A cold shock of realisation went through him then and he strained through the binoculars to see the roos' forearms but, at that distance, he couldn't be sure. With a chilling inevitability, the rest of the farm boys started blasting away at the roos. There was smoke and the rattle of the distant gunshots but still the roos didn't move. He began shouting without even meaning to, yelling, “Run! Get out of there! Run you stupid bastards!" But there was no possible way they could hear him.
He watched in an agony of helpless frustration as one of the roos lifted a paw. Now he could see the weapon! There was a flash and one of the boys fell to the ground. Then the panic started, with young men running in all directions as the roos opened fire on them. It struck Collins, even in that moment of distress, that the roos were pretty lousy shots. It took them several seconds to bring down all seven of their would-be hunters, by which time they had also blasted both utes to pieces.
Collins lowered the binoculars, panting with shock. They were here! It was the roos from the siege. He did a quick mental calculation. Yes, if they'd kept moving, they could have reached here by now. A roo can cover a lot of ground when it wants to – and fast. And these guys had had a lot of incentive to put as much distance between themselves and Brisbane as possible.
So there they were, invulnerable, killer roos, armed with force shields and ray guns. And there he was Police Constable Jack Collins, the only man for a thousand kilometres who could stop them. But how? How did he tackle these alien desperadoes with nothing but his Glock pistol and kevlar vest?

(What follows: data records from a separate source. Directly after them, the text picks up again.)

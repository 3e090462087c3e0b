//! Embedding backends.
//!
//! Defines the [`Embedder`] trait and its implementations:
//! - **[`DisabledEmbedder`]**: always fails with `ModelUnavailable`.
//! - **[`OllamaEmbedder`]**: calls a local Ollama instance's `/api/embed` endpoint.
//! - **`LocalEmbedder`**: runs a fastembed model in-process; the model is
//!   loaded on first use and reused for every later call.
//!
//! Embedding is deterministic for a fixed model and has no side effects.
//! Failures are reported once and not retried; the caller decides whether
//! to abort.
//!
//! # Provider Selection
//!
//! | `[embedding].provider` | Backend |
//! |------------------------|---------|
//! | `"disabled"` | [`DisabledEmbedder`] |
//! | `"ollama"` | [`OllamaEmbedder`] |
//! | `"local"` | `LocalEmbedder` (feature `local-embeddings-fastembed`) |

use async_trait::async_trait;
use std::sync::Arc;
use std::time::Duration;

use crate::config::Config;
use crate::error::{RagError, RagResult};

/// Maps text to fixed-dimension dense vectors.
#[async_trait]
pub trait Embedder: Send + Sync {
    /// Returns the model identifier (e.g. `"all-minilm-l6-v2"`).
    fn model_name(&self) -> &str;
    /// Returns the embedding vector dimensionality (e.g. `384`).
    fn dims(&self) -> usize;
    /// Embed a batch of texts, one vector per input, in input order.
    async fn embed(&self, texts: &[String]) -> RagResult<Vec<Vec<f32>>>;
}

/// Embed a single query text.
pub async fn embed_query(embedder: &dyn Embedder, text: &str) -> RagResult<Vec<f32>> {
    let results = embedder.embed(&[text.to_string()]).await?;
    results
        .into_iter()
        .next()
        .ok_or_else(|| RagError::ModelUnavailable("Empty embedding response".to_string()))
}

/// Reject a backend response that does not line up with the request.
pub fn check_shape(expected: usize, dims: usize, vectors: &[Vec<f32>]) -> RagResult<()> {
    if vectors.len() != expected {
        return Err(RagError::ModelUnavailable(format!(
            "embedding backend returned {} vectors for {} inputs",
            vectors.len(),
            expected
        )));
    }
    if let Some(bad) = vectors.iter().find(|v| v.len() != dims) {
        return Err(RagError::ModelUnavailable(format!(
            "embedding backend returned a {}-dimensional vector, expected {}",
            bad.len(),
            dims
        )));
    }
    Ok(())
}

// ============ Disabled ============

pub struct DisabledEmbedder {
    dims: usize,
}

impl DisabledEmbedder {
    pub fn new(dims: usize) -> Self {
        Self { dims }
    }
}

#[async_trait]
impl Embedder for DisabledEmbedder {
    fn model_name(&self) -> &str {
        "disabled"
    }
    fn dims(&self) -> usize {
        self.dims
    }
    async fn embed(&self, _texts: &[String]) -> RagResult<Vec<Vec<f32>>> {
        Err(RagError::ModelUnavailable(
            "Embedding provider is disabled".to_string(),
        ))
    }
}

// ============ Ollama ============

/// Embedder backed by a local Ollama instance.
///
/// Calls `POST /api/embed` on the configured URL (default:
/// `http://localhost:11434`). Requires an embedding model to be pulled
/// (e.g. `ollama pull all-minilm`).
pub struct OllamaEmbedder {
    model: String,
    dims: usize,
    url: String,
    client: reqwest::Client,
}

impl OllamaEmbedder {
    pub fn new(config: &Config) -> anyhow::Result<Self> {
        let model = config
            .embedding
            .model
            .clone()
            .ok_or_else(|| anyhow::anyhow!("embedding.model required for Ollama provider"))?;
        let url = config
            .embedding
            .url
            .clone()
            .unwrap_or_else(|| "http://localhost:11434".to_string());
        let client = reqwest::Client::builder()
            .timeout(Duration::from_secs(config.embedding.timeout_secs))
            .build()?;

        Ok(Self {
            model,
            dims: config.vector.dims,
            url,
            client,
        })
    }
}

#[async_trait]
impl Embedder for OllamaEmbedder {
    fn model_name(&self) -> &str {
        &self.model
    }
    fn dims(&self) -> usize {
        self.dims
    }

    async fn embed(&self, texts: &[String]) -> RagResult<Vec<Vec<f32>>> {
        let body = serde_json::json!({
            "model": self.model,
            "input": texts,
        });

        let response = self
            .client
            .post(format!("{}/api/embed", self.url))
            .json(&body)
            .send()
            .await
            .map_err(|e| {
                RagError::ModelUnavailable(format!(
                    "Ollama connection error (is Ollama running at {}?): {}",
                    self.url, e
                ))
            })?;

        let status = response.status();
        if !status.is_success() {
            let body_text = response.text().await.unwrap_or_default();
            return Err(RagError::ModelUnavailable(format!(
                "Ollama API error {}: {}",
                status, body_text
            )));
        }

        let json: serde_json::Value = response
            .json()
            .await
            .map_err(|e| RagError::ModelUnavailable(format!("Invalid Ollama response: {}", e)))?;
        let vectors = parse_ollama_response(&json)?;
        check_shape(texts.len(), self.dims, &vectors)?;
        Ok(vectors)
    }
}

fn parse_ollama_response(json: &serde_json::Value) -> RagResult<Vec<Vec<f32>>> {
    let embeddings = json
        .get("embeddings")
        .and_then(|e| e.as_array())
        .ok_or_else(|| {
            RagError::ModelUnavailable("Invalid Ollama response: missing embeddings array".into())
        })?;

    let mut result = Vec::with_capacity(embeddings.len());

    for embedding in embeddings {
        let vec: Vec<f32> = embedding
            .as_array()
            .ok_or_else(|| {
                RagError::ModelUnavailable(
                    "Invalid Ollama response: embedding is not an array".into(),
                )
            })?
            .iter()
            .map(|v| v.as_f64().unwrap_or(0.0) as f32)
            .collect();
        result.push(vec);
    }

    Ok(result)
}

// ============ Local (fastembed) ============

#[cfg(feature = "local-embeddings-fastembed")]
pub struct LocalEmbedder {
    model_name: String,
    dims: usize,
    batch_size: usize,
    fastembed_model: fastembed::EmbeddingModel,
    /// Loaded lazily, then shared by every call.
    model: Arc<std::sync::Mutex<Option<fastembed::TextEmbedding>>>,
}

#[cfg(feature = "local-embeddings-fastembed")]
impl LocalEmbedder {
    pub fn new(config: &Config) -> anyhow::Result<Self> {
        let model_name = config
            .embedding
            .model
            .clone()
            .unwrap_or_else(|| "all-minilm-l6-v2".to_string());
        let fastembed_model = config_to_fastembed_model(&model_name)?;

        Ok(Self {
            model_name,
            dims: config.vector.dims,
            batch_size: config.embedding.batch_size,
            fastembed_model,
            model: Arc::new(std::sync::Mutex::new(None)),
        })
    }
}

#[cfg(feature = "local-embeddings-fastembed")]
fn config_to_fastembed_model(name: &str) -> anyhow::Result<fastembed::EmbeddingModel> {
    match name {
        "all-minilm-l6-v2" => Ok(fastembed::EmbeddingModel::AllMiniLML6V2),
        "bge-small-en-v1.5" => Ok(fastembed::EmbeddingModel::BGESmallENV15),
        "bge-base-en-v1.5" => Ok(fastembed::EmbeddingModel::BGEBaseENV15),
        "multilingual-e5-small" => Ok(fastembed::EmbeddingModel::MultilingualE5Small),
        other => anyhow::bail!(
            "Unknown local embedding model: '{}'. Supported models: \
             all-minilm-l6-v2, bge-small-en-v1.5, bge-base-en-v1.5, multilingual-e5-small",
            other
        ),
    }
}

#[cfg(feature = "local-embeddings-fastembed")]
#[async_trait]
impl Embedder for LocalEmbedder {
    fn model_name(&self) -> &str {
        &self.model_name
    }
    fn dims(&self) -> usize {
        self.dims
    }

    async fn embed(&self, texts: &[String]) -> RagResult<Vec<Vec<f32>>> {
        let model = self.model.clone();
        let fastembed_model = self.fastembed_model.clone();
        let batch_size = self.batch_size;
        let input = texts.to_vec();

        let vectors = tokio::task::spawn_blocking(move || -> RagResult<Vec<Vec<f32>>> {
            let mut guard = model
                .lock()
                .map_err(|_| RagError::ModelUnavailable("embedding model lock poisoned".into()))?;
            if guard.is_none() {
                let loaded = fastembed::TextEmbedding::try_new(
                    fastembed::InitOptions::new(fastembed_model).with_show_download_progress(true),
                )
                .map_err(|e| {
                    RagError::ModelUnavailable(format!(
                        "Failed to initialize local embedding model: {}",
                        e
                    ))
                })?;
                *guard = Some(loaded);
            }
            let embedding = guard
                .as_mut()
                .ok_or_else(|| RagError::ModelUnavailable("embedding model not loaded".into()))?;
            embedding
                .embed(input, Some(batch_size))
                .map_err(|e| RagError::ModelUnavailable(format!("Local embedding failed: {}", e)))
        })
        .await
        .map_err(|e| RagError::ModelUnavailable(format!("embedding task failed: {}", e)))??;

        check_shape(texts.len(), self.dims, &vectors)?;
        Ok(vectors)
    }
}

/// Build the embedder selected by `[embedding].provider`.
pub fn create_embedder(config: &Config) -> anyhow::Result<Arc<dyn Embedder>> {
    match config.embedding.provider.as_str() {
        "disabled" => Ok(Arc::new(DisabledEmbedder::new(config.vector.dims))),
        "ollama" => Ok(Arc::new(OllamaEmbedder::new(config)?)),
        #[cfg(feature = "local-embeddings-fastembed")]
        "local" => Ok(Arc::new(LocalEmbedder::new(config)?)),
        #[cfg(not(feature = "local-embeddings-fastembed"))]
        "local" => anyhow::bail!(
            "Local embedding provider requires --features local-embeddings-fastembed"
        ),
        other => anyhow::bail!("Unknown embedding provider: {}", other),
    }
}

#[cfg(test)]
mod tests {
    use super::*;

    #[test]
    fn test_parse_ollama_response() {
        let json = serde_json::json!({ "embeddings": [[0.5, -1.0], [2.0, 0.0]] });
        let vectors = parse_ollama_response(&json).unwrap();
        assert_eq!(vectors, vec![vec![0.5, -1.0], vec![2.0, 0.0]]);
    }

    #[test]
    fn test_parse_ollama_response_missing_field() {
        let json = serde_json::json!({ "error": "model not found" });
        let err = parse_ollama_response(&json).unwrap_err();
        assert!(matches!(err, RagError::ModelUnavailable(_)));
    }

    #[test]
    fn test_check_shape() {
        let vectors = vec![vec![0.0; 3], vec![0.0; 3]];
        assert!(check_shape(2, 3, &vectors).is_ok());
        assert!(check_shape(3, 3, &vectors).is_err());
        assert!(check_shape(2, 4, &vectors).is_err());
    }

    #[tokio::test]
    async fn test_disabled_embedder_is_unavailable() {
        let embedder = DisabledEmbedder::new(384);
        let err = embed_query(&embedder, "hello").await.unwrap_err();
        assert!(matches!(err, RagError::ModelUnavailable(_)));
        assert_eq!(embedder.dims(), 384);
    }
}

Yet stop them he must. It was the only way he would ever get his old job back in Brisbane!
-oOo-
You could have cut the atmosphere in the cargo hold with a knife.
Sam sat with her arms folded, facing away from the others. Nearby, Wayne, Barraclough and John stood looking helplessly at on
e another. At one side of the hold, the Kanaka Downs Garden Club murmured together in a huddle, glaring at the Receivers of Cosmic Bounty. The Receivers stood at the other side, glaring back at the old folk.
"She was just trying to be helpful," Wayne said, vaguely.
John snorted in derision. "It was helpful to call my followers a bunch of spaced out, brain-dead, imbeciles, was it?"
"Or to tell the garden club to stop shagging each other and doing press-ups and save their energy for something useful and less gross?" Barraclough added.
They were both obviously cross with Sam but were keeping their voices low so the others didn't hear them.
"Sam just gets a bit, you know..." Wayne struggled to defend her. Relations between the garden club and the Receivers had always been a bit strained but in the course of her impassioned plea for action, Sam had managed to fan a mutual distaste into open hostility. "If they hadn't all joined in, calling each other names..." Wayne whined.
"It was all her fault," John insisted. "All Jadie said was that he'd rather wait here and see what the Vinggans' intentions are."
"No," Barraclough corrected him. “He said, 'Woah man, don't go getting all Rambo on us. Let's, like, see what the space chicks are gonna, like, give us when we get to Venus, or whatever.'” They all had to admire the quality of Barraclough's impression. "That's when your followers started that "gimme, gimme" hand stuff again. Look, some of them are still at it."